* [What is required]:
When you reach the line that contains "filename src/peer/offer.rs" in the data below, start reproducing lines exactly, and stop after the line that contains "use crate::sdp::sdpc::Sdp;".
#### Data for this task ####
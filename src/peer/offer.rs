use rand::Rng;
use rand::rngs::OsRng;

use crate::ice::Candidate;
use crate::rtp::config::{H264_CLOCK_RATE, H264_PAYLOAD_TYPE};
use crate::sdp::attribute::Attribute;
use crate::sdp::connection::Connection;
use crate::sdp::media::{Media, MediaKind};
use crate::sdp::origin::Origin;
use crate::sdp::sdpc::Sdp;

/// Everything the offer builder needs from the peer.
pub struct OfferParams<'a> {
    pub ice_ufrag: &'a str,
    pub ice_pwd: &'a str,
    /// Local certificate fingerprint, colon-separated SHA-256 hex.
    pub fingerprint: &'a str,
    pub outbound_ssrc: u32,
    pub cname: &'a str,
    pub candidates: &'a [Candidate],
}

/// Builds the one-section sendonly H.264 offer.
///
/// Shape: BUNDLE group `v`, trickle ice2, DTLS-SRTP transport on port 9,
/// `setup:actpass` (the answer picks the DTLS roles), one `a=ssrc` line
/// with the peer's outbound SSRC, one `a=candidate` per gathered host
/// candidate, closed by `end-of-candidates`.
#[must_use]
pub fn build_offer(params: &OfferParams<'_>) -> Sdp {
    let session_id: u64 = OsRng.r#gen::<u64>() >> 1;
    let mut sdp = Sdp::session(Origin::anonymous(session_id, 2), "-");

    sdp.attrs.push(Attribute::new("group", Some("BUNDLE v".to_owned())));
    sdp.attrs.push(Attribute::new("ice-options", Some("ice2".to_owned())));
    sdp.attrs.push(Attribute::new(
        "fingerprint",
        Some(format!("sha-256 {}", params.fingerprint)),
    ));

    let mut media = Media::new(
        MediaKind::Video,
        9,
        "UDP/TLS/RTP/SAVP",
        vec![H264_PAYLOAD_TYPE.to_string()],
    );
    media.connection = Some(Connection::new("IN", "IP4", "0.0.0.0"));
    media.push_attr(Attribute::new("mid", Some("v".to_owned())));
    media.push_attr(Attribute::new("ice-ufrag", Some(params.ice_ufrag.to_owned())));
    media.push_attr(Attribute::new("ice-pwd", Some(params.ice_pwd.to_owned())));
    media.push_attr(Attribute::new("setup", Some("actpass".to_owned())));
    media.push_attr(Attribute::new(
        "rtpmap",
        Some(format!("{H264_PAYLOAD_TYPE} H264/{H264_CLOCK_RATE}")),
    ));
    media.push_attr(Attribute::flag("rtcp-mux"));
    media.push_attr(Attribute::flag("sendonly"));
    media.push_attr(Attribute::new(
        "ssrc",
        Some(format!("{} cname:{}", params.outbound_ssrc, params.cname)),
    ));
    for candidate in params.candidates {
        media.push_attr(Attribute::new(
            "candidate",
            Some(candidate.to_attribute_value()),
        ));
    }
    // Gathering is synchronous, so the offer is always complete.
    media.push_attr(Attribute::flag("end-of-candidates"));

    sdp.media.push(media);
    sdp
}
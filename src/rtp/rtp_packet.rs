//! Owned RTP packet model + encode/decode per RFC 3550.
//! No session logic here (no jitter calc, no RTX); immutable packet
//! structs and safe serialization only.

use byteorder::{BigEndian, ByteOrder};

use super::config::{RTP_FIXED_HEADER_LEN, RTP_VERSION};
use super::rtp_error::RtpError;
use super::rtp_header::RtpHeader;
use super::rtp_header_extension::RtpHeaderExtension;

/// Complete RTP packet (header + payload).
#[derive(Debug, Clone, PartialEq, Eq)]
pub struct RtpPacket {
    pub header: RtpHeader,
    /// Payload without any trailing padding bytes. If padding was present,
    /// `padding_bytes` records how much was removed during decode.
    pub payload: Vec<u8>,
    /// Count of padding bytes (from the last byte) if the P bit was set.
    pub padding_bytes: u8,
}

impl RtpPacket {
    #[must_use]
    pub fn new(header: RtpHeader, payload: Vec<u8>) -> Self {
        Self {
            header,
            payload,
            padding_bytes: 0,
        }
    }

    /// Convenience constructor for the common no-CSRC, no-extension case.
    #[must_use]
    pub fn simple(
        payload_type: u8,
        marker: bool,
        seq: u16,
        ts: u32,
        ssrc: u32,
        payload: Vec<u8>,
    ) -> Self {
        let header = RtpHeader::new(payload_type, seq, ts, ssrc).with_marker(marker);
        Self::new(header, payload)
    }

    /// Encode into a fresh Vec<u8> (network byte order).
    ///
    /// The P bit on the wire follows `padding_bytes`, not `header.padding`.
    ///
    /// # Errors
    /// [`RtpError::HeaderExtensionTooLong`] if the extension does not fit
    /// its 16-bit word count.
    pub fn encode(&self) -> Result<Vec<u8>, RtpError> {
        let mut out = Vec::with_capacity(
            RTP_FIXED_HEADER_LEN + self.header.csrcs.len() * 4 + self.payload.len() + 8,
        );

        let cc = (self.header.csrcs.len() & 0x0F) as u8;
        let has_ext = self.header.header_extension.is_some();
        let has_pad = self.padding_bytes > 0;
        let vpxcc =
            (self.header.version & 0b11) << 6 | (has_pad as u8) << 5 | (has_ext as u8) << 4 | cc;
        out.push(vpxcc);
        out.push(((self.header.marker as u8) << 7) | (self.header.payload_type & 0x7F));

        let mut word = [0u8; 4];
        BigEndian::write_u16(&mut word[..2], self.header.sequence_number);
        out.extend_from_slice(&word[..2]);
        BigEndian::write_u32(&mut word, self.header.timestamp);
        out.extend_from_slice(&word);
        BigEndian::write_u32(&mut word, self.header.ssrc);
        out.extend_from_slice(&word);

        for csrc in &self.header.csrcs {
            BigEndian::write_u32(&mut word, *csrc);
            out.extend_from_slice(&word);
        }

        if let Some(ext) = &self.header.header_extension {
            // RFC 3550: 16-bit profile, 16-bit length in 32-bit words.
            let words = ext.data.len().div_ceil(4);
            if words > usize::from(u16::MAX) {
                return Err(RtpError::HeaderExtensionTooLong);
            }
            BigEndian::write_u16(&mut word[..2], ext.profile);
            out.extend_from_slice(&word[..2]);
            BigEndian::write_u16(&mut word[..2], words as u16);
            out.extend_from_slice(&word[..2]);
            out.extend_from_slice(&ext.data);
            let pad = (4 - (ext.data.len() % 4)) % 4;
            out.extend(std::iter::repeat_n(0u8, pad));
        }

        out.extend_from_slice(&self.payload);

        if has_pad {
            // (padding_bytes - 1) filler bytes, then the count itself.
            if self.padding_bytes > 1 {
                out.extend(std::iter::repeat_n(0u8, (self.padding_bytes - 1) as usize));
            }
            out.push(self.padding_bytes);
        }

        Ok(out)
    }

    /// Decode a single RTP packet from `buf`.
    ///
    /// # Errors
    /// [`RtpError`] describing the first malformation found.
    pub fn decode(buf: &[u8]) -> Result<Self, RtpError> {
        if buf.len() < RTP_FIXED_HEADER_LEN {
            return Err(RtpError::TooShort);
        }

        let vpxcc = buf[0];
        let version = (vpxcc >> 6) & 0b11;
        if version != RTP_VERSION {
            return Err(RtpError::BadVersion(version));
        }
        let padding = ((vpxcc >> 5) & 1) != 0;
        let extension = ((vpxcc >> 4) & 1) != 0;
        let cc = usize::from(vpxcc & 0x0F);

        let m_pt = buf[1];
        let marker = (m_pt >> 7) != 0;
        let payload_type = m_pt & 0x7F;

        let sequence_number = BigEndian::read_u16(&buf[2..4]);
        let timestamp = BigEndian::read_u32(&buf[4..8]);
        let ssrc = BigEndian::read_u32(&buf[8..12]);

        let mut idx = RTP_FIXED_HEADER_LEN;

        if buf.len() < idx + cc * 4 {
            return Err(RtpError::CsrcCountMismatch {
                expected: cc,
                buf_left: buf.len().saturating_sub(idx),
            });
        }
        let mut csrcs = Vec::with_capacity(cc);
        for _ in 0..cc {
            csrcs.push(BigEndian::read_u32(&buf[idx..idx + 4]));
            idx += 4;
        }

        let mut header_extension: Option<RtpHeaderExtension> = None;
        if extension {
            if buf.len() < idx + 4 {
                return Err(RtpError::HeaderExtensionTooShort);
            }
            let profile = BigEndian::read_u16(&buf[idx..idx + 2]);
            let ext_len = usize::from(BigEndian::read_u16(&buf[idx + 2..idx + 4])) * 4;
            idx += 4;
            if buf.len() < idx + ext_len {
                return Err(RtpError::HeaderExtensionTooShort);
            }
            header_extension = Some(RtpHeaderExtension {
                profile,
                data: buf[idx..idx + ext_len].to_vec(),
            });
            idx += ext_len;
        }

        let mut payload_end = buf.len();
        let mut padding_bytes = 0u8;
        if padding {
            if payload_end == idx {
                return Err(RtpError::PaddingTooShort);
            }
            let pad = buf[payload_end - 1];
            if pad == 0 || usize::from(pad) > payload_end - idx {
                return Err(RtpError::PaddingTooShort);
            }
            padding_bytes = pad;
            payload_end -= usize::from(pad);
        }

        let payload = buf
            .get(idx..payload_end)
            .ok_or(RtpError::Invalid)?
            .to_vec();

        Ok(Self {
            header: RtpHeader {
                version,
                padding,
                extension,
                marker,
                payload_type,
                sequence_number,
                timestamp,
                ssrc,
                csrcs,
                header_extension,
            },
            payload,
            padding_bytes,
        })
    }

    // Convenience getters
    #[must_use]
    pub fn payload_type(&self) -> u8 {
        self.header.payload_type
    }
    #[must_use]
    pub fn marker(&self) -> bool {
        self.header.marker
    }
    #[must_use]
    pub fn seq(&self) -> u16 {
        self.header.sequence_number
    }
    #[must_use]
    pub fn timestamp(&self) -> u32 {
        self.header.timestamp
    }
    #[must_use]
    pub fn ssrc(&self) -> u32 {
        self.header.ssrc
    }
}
####
#### Data for this task ####
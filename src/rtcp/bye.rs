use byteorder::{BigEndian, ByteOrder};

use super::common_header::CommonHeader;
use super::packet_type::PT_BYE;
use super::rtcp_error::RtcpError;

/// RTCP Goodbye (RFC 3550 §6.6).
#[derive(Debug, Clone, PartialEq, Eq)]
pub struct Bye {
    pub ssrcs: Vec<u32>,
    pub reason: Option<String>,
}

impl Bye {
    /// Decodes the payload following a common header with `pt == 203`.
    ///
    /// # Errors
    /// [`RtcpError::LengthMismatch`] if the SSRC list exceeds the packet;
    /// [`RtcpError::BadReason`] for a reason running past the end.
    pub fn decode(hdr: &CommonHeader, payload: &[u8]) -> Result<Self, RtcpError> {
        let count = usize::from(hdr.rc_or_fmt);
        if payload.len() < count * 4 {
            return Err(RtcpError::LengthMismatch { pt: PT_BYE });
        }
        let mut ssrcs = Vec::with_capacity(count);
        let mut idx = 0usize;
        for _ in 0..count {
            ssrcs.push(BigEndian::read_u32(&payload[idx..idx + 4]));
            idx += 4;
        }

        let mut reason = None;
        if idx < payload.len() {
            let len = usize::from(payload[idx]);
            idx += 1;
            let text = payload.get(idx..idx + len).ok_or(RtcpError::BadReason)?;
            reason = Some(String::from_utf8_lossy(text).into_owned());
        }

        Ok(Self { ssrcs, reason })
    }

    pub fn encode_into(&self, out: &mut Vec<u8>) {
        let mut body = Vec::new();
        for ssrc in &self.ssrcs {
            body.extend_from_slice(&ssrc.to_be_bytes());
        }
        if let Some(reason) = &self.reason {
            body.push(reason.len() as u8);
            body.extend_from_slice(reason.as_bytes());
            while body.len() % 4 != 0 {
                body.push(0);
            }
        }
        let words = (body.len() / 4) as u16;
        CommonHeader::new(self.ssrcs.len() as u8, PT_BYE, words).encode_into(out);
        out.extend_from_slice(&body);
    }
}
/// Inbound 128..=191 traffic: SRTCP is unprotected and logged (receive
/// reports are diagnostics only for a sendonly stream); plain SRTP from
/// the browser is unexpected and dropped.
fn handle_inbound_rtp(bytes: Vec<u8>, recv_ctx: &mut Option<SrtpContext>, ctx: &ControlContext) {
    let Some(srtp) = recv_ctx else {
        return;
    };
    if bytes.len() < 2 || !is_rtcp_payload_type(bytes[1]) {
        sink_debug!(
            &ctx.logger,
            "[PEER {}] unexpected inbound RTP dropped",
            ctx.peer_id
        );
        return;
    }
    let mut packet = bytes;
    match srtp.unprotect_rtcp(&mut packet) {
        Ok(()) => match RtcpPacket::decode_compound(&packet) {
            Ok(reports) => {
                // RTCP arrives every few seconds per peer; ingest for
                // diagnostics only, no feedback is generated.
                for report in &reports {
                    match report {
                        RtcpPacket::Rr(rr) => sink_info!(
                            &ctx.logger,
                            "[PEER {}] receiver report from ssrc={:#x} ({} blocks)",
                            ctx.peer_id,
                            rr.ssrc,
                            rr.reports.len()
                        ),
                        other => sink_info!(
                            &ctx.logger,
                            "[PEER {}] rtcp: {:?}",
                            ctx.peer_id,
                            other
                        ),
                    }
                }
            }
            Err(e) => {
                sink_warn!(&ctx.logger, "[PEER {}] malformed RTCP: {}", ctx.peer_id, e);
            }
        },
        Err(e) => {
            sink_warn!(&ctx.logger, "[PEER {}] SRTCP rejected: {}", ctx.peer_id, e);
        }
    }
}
####
* [Exercise solution]:
filename src/peer/offer.rs
use rand::Rng;
use rand::rngs::OsRng;

use crate::ice::Candidate;
use crate::rtp::config::{H264_CLOCK_RATE, H264_PAYLOAD_TYPE};
use crate::sdp::attribute::Attribute;
use crate::sdp::connection::Connection;
use crate::sdp::media::{Media, MediaKind};
use crate::sdp::origin::Origin;
use crate::sdp::sdpc::Sdp;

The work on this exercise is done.